*** Data to process ***

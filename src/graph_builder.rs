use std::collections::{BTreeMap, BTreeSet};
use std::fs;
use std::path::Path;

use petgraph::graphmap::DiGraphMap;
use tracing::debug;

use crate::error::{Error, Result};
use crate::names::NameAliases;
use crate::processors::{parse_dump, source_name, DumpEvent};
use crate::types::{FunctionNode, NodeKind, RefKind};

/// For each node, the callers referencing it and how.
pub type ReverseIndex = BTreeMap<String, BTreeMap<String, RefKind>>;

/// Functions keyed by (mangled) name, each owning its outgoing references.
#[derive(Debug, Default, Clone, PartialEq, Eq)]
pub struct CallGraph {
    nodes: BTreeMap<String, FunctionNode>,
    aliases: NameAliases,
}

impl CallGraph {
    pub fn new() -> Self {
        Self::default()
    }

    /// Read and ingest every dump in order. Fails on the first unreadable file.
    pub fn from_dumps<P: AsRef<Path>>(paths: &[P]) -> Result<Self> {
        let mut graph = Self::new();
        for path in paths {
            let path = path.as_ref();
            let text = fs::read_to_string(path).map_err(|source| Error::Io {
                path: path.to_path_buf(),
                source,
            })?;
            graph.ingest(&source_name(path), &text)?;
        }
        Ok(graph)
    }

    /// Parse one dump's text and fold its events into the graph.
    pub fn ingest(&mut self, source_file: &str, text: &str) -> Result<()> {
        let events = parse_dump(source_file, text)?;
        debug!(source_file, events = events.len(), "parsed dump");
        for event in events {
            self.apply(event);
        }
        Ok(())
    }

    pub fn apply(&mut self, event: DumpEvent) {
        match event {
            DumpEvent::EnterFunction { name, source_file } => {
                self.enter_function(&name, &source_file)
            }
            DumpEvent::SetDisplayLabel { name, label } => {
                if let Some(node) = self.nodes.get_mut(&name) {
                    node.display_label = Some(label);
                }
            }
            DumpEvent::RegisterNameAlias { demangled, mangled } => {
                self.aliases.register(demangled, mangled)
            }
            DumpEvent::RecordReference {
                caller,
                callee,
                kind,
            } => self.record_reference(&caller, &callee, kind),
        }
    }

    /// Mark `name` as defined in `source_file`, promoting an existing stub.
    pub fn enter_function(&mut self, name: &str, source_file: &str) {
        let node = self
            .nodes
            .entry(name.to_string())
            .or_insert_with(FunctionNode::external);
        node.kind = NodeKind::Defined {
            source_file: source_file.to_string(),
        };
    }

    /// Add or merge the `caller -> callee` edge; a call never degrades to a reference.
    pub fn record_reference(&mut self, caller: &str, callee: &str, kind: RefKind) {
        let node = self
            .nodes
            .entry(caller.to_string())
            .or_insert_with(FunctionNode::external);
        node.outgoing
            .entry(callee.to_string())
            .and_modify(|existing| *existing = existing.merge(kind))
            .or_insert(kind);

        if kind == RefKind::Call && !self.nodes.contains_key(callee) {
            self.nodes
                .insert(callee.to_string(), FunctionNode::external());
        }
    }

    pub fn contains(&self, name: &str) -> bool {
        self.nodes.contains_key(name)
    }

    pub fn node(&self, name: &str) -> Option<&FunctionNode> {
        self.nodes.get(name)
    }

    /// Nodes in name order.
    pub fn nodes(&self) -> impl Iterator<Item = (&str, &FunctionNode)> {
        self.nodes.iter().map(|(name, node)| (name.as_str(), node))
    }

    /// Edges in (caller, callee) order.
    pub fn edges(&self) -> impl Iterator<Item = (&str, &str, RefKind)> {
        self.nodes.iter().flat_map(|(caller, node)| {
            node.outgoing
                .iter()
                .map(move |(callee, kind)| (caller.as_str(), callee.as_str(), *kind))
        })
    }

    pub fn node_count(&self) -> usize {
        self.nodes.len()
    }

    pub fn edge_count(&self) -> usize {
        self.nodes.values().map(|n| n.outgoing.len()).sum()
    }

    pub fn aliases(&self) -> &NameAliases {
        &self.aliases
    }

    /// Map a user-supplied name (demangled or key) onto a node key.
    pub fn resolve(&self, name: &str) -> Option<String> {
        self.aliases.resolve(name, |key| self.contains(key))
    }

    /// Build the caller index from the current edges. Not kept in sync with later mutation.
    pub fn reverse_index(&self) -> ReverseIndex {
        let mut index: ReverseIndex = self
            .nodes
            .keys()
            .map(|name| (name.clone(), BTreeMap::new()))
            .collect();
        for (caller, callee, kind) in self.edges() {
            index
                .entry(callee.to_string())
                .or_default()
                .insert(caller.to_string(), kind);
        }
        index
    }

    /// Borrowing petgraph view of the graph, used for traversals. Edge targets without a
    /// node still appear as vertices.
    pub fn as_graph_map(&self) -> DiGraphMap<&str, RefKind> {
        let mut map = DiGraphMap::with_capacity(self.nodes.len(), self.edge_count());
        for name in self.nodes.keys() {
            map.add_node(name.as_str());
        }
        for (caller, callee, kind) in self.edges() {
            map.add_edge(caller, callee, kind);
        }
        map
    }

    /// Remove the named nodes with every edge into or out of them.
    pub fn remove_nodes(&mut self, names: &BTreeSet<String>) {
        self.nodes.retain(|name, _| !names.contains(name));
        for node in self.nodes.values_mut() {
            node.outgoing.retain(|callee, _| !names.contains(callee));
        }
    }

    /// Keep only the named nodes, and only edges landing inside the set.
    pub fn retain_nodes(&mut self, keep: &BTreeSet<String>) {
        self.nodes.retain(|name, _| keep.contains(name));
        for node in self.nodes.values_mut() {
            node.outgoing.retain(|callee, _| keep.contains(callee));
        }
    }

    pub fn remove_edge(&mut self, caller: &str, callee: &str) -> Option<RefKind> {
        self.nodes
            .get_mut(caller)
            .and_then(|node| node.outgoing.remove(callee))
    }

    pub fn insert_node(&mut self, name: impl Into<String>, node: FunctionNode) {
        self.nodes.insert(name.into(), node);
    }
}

*** End of Data to process ***

Check every line of the records, and copy the ones that hold the word "petgraph".

• Answer section
use petgraph::graphmap::DiGraphMap;
    /// Borrowing petgraph view of the graph, used for traversals. Edge targets without a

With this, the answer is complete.